Segment Start: Data to use

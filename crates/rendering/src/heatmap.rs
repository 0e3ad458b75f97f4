//! Density heatmap overlays for signal positions.
//!
//! Two independent overlay categories, instant and aggregate, each drawn
//! as a single plan-sized texture. An overlay is replaced wholesale on
//! every data refresh: the remove pass runs even when the new data is
//! empty, so a category that goes quiet disappears instead of ghosting.

use bevy::prelude::*;
use bevy::render::render_asset::RenderAssetUsages;
use bevy::render::render_resource::{Extent3d, TextureDimension, TextureFormat};

use floorplan::coords::PlanPoint;
use floorplan::plan_mode::PlanMode;
use floorplan::telemetry::{AggregatePositions, InstantPositions};

use crate::color_ramp::HEAT;
use crate::surface::{SurfacePart, SurfaceState, Z_AGGREGATE_OVERLAY, Z_INSTANT_OVERLAY};

/// Splat radius around each position, in plan pixels.
const POINT_RADIUS: f32 = 20.0;
/// Soft falloff extends the splat beyond the core radius.
const POINT_BLUR: f32 = 15.0;
/// Density texture resolution: one texel per this many plan pixels.
const TEXELS_PER_PIXEL: u32 = 4;

/// Marker for the instant (latest sample) overlay.
#[derive(Component, Default)]
pub struct InstantOverlay;

/// Marker for the aggregate (time window) overlay.
#[derive(Component, Default)]
pub struct AggregateOverlay;

#[derive(Resource)]
pub struct HeatmapSettings {
    /// Uniform weight applied to every instant sample, `0.0..=1.0`. The
    /// aggregate overlay ignores it.
    pub intensity: f32,
}

impl Default for HeatmapSettings {
    fn default() -> Self {
        Self { intensity: 0.7 }
    }
}

/// A plan-space density field with values in `[0, 1]`.
pub struct DensityGrid {
    pub width: u32,
    pub height: u32,
    pub cells: Vec<f32>,
}

/// Accumulate radial splats of the given weight onto a downscaled grid,
/// then clamp the field to the fixed normalization max of 1.0. Callers
/// pre-scale weights; the instant overlay passes the operator-controlled
/// intensity, the aggregate overlay weight 1 per sample.
pub fn bake_density(
    points: &[PlanPoint],
    weight: f32,
    plan_length: u32,
    plan_width: u32,
) -> DensityGrid {
    let width = (plan_length / TEXELS_PER_PIXEL).max(1);
    let height = (plan_width / TEXELS_PER_PIXEL).max(1);
    let mut cells = vec![0.0f32; (width * height) as usize];

    let reach = (POINT_RADIUS + POINT_BLUR) / TEXELS_PER_PIXEL as f32;
    for point in points {
        let cx = point.x / TEXELS_PER_PIXEL as f32;
        let cy = point.y / TEXELS_PER_PIXEL as f32;
        let x_lo = ((cx - reach).floor().max(0.0)) as u32;
        let x_hi = ((cx + reach).ceil() as u32).min(width.saturating_sub(1));
        let y_lo = ((cy - reach).floor().max(0.0)) as u32;
        let y_hi = ((cy + reach).ceil() as u32).min(height.saturating_sub(1));
        for y in y_lo..=y_hi {
            for x in x_lo..=x_hi {
                let dx = x as f32 - cx;
                let dy = y as f32 - cy;
                let d = (dx * dx + dy * dy).sqrt() / reach;
                if d < 1.0 {
                    // Quadratic falloff reads as a blurred disc.
                    cells[(y * width + x) as usize] += weight * (1.0 - d * d);
                }
            }
        }
    }

    for cell in &mut cells {
        *cell = cell.min(1.0);
    }
    DensityGrid {
        width,
        height,
        cells,
    }
}

/// Map a density field through the heat ramp into an RGBA texture.
/// Alpha follows density, so empty cells stay fully transparent.
pub fn overlay_image(grid: &DensityGrid) -> Image {
    let mut rgba = Vec::with_capacity(grid.cells.len() * 4);
    for &d in &grid.cells {
        let [r, g, b] = HEAT.sample(d);
        let a = (d * 255.0) as u8;
        rgba.extend_from_slice(&[
            (r * 255.0) as u8,
            (g * 255.0) as u8,
            (b * 255.0) as u8,
            a,
        ]);
    }

    let mut image = Image::new(
        Extent3d {
            width: grid.width,
            height: grid.height,
            depth_or_array_layers: 1,
        },
        TextureDimension::D2,
        rgba,
        TextureFormat::Rgba8UnormSrgb,
        RenderAssetUsages::RENDER_WORLD | RenderAssetUsages::MAIN_WORLD,
    );
    image.sampler = bevy::image::ImageSampler::linear();
    image
}

pub fn sync_instant_overlay(
    commands: Commands,
    positions: Res<InstantPositions>,
    settings: Res<HeatmapSettings>,
    mode: Res<State<PlanMode>>,
    surface: Res<SurfaceState>,
    images: ResMut<Assets<Image>>,
    existing: Query<Entity, With<InstantOverlay>>,
) {
    if !(positions.is_changed()
        || settings.is_changed()
        || mode.is_changed()
        || surface.is_changed())
    {
        return;
    }
    // Instant samples all carry the operator-controlled intensity.
    rebuild_overlay::<InstantOverlay>(
        commands,
        &positions.0,
        settings.intensity.clamp(0.0, 1.0),
        &mode,
        &surface,
        images,
        &existing,
        Z_INSTANT_OVERLAY,
    );
}

pub fn sync_aggregate_overlay(
    commands: Commands,
    positions: Res<AggregatePositions>,
    mode: Res<State<PlanMode>>,
    surface: Res<SurfaceState>,
    images: ResMut<Assets<Image>>,
    existing: Query<Entity, With<AggregateOverlay>>,
) {
    if !(positions.is_changed() || mode.is_changed() || surface.is_changed()) {
        return;
    }
    // Historical samples weigh 1 each; the intensity slider does not
    // affect the aggregate view.
    rebuild_overlay::<AggregateOverlay>(
        commands,
        &positions.0,
        1.0,
        &mode,
        &surface,
        images,
        &existing,
        Z_AGGREGATE_OVERLAY,
    );
}

/// Shared remove-then-add pass. Only entities of the caller's category
/// are touched; the two overlays never claim each other's sprites.
#[allow(clippy::too_many_arguments)]
fn rebuild_overlay<C: Component + Default>(
    mut commands: Commands,
    points: &[PlanPoint],
    weight: f32,
    mode: &State<PlanMode>,
    surface: &SurfaceState,
    mut images: ResMut<Assets<Image>>,
    existing: &Query<Entity, With<C>>,
    z: f32,
) {
    for entity in existing {
        commands.entity(entity).despawn();
    }

    if points.is_empty() || *mode.get() != PlanMode::View {
        return;
    }
    let Some(mapper) = surface.mapper else {
        return;
    };

    let size = mapper.surface_size();
    let grid = bake_density(points, weight, size.x as u32, size.y as u32);
    let handle = images.add(overlay_image(&grid));
    commands.spawn((
        Sprite {
            image: handle,
            custom_size: Some(mapper.surface_size()),
            ..default()
        },
        Transform::from_xyz(0.0, 0.0, z),
        C::default(),
        SurfacePart,
    ));
}

#[cfg(test)]
mod tests {
    use super::*;
    use bevy::ecs::system::RunSystemOnce;
    use floorplan::coords::PlanMapper;
    use floorplan::plan::{Plan, PlanImage};

    #[test]
    fn empty_input_bakes_an_empty_field() {
        let grid = bake_density(&[], 1.0, 400, 300);
        assert!(grid.cells.iter().all(|&c| c == 0.0));
    }

    #[test]
    fn density_peaks_at_the_point_and_falls_off() {
        let grid = bake_density(&[PlanPoint::new(200.0, 150.0)], 1.0, 400, 300);
        let at = |x: u32, y: u32| grid.cells[(y * grid.width + x) as usize];

        let cx = 200 / TEXELS_PER_PIXEL;
        let cy = 150 / TEXELS_PER_PIXEL;
        let peak = at(cx, cy);
        assert!(peak > 0.9, "peak should be near 1.0, got {peak}");
        assert!(at(cx + 5, cy) < peak);
        // Outside the splat reach the field is untouched.
        assert_eq!(at(0, 0), 0.0);
    }

    #[test]
    fn point_weight_scales_the_field() {
        let point = [PlanPoint::new(100.0, 100.0)];
        let full = bake_density(&point, 1.0, 400, 300);
        let half = bake_density(&point, 0.5, 400, 300);
        let i = ((100 / TEXELS_PER_PIXEL) * full.width + 100 / TEXELS_PER_PIXEL) as usize;
        assert!((half.cells[i] - full.cells[i] * 0.5).abs() < 1e-6);
    }

    #[test]
    fn overlapping_points_clamp_to_full_density() {
        let points = vec![PlanPoint::new(100.0, 100.0); 8];
        let grid = bake_density(&points, 1.0, 400, 300);
        let cx = 100 / TEXELS_PER_PIXEL;
        let cy = 100 / TEXELS_PER_PIXEL;
        let cell = grid.cells[(cy * grid.width + cx) as usize];
        assert!(cell <= 1.0);
        assert!((cell - 1.0).abs() < 1e-6);
    }

    #[test]
    fn overlay_alpha_follows_density() {
        let grid = DensityGrid {
            width: 2,
            height: 1,
            cells: vec![1.0, 0.0],
        };
        let image = overlay_image(&grid);
        assert_eq!(image.data[3], 255);
        // Zero density stays fully transparent.
        assert_eq!(image.data[7], 0);
    }

    fn overlay_world() -> World {
        let mut world = World::new();
        world.insert_resource(InstantPositions(vec![PlanPoint::new(50.0, 50.0)]));
        world.insert_resource(AggregatePositions(vec![PlanPoint::new(150.0, 80.0)]));
        world.insert_resource(HeatmapSettings::default());
        world.insert_resource(State::new(PlanMode::View));
        world.insert_resource(Assets::<Image>::default());

        let mut surface = SurfaceState::default();
        surface.mapper = Some(PlanMapper::new(&Plan {
            length_pixels: 400,
            width_pixels: 300,
            image: PlanImage {
                width: 400,
                height: 300,
                rgba: Vec::new(),
            },
        }));
        world.insert_resource(surface);
        world
    }

    fn count<C: Component>(world: &mut World) -> usize {
        world
            .query_filtered::<Entity, With<C>>()
            .iter(world)
            .count()
    }

    #[test]
    fn successive_renders_keep_exactly_one_overlay_per_category() {
        let mut world = overlay_world();

        world.run_system_once(sync_instant_overlay).unwrap();
        world.run_system_once(sync_instant_overlay).unwrap();

        assert_eq!(count::<InstantOverlay>(&mut world), 1);
    }

    #[test]
    fn overlay_categories_never_claim_each_other() {
        let mut world = overlay_world();

        world.run_system_once(sync_instant_overlay).unwrap();
        world.run_system_once(sync_aggregate_overlay).unwrap();
        // Re-rendering one category must leave the other untouched.
        world.run_system_once(sync_instant_overlay).unwrap();

        assert_eq!(count::<InstantOverlay>(&mut world), 1);
        assert_eq!(count::<AggregateOverlay>(&mut world), 1);
    }

    #[test]
    fn empty_point_set_removes_the_overlay() {
        let mut world = overlay_world();
        world.run_system_once(sync_instant_overlay).unwrap();
        assert_eq!(count::<InstantOverlay>(&mut world), 1);

        world.resource_mut::<InstantPositions>().0.clear();
        world.run_system_once(sync_instant_overlay).unwrap();
        assert_eq!(count::<InstantOverlay>(&mut world), 0);
    }
}
use bevy::prelude::*;
use bevy_egui::EguiPlugin;

pub mod confirm_dialog;
pub mod controls;
pub mod theme;
pub mod tooltip;

pub struct UiPlugin;

impl Plugin for UiPlugin {
    fn build(&self, app: &mut App) {
        app.add_plugins(EguiPlugin)
            .init_resource::<confirm_dialog::PendingConfirmAction>()
            .init_resource::<tooltip::TapHoverState>()
            .add_systems(Startup, theme::apply_console_theme)
            .add_systems(
                Update,
                (
                    controls::controls_ui,
                    tooltip::tap_tooltip_ui,
                    confirm_dialog::intercept_close_requests,
                    confirm_dialog::confirm_dialog_ui,
                ),
            );
    }
}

Segment End: Data to use

Your task
Only the number is wanted: count the lines of the records that hold the word "overlays".

Output of the exercise
2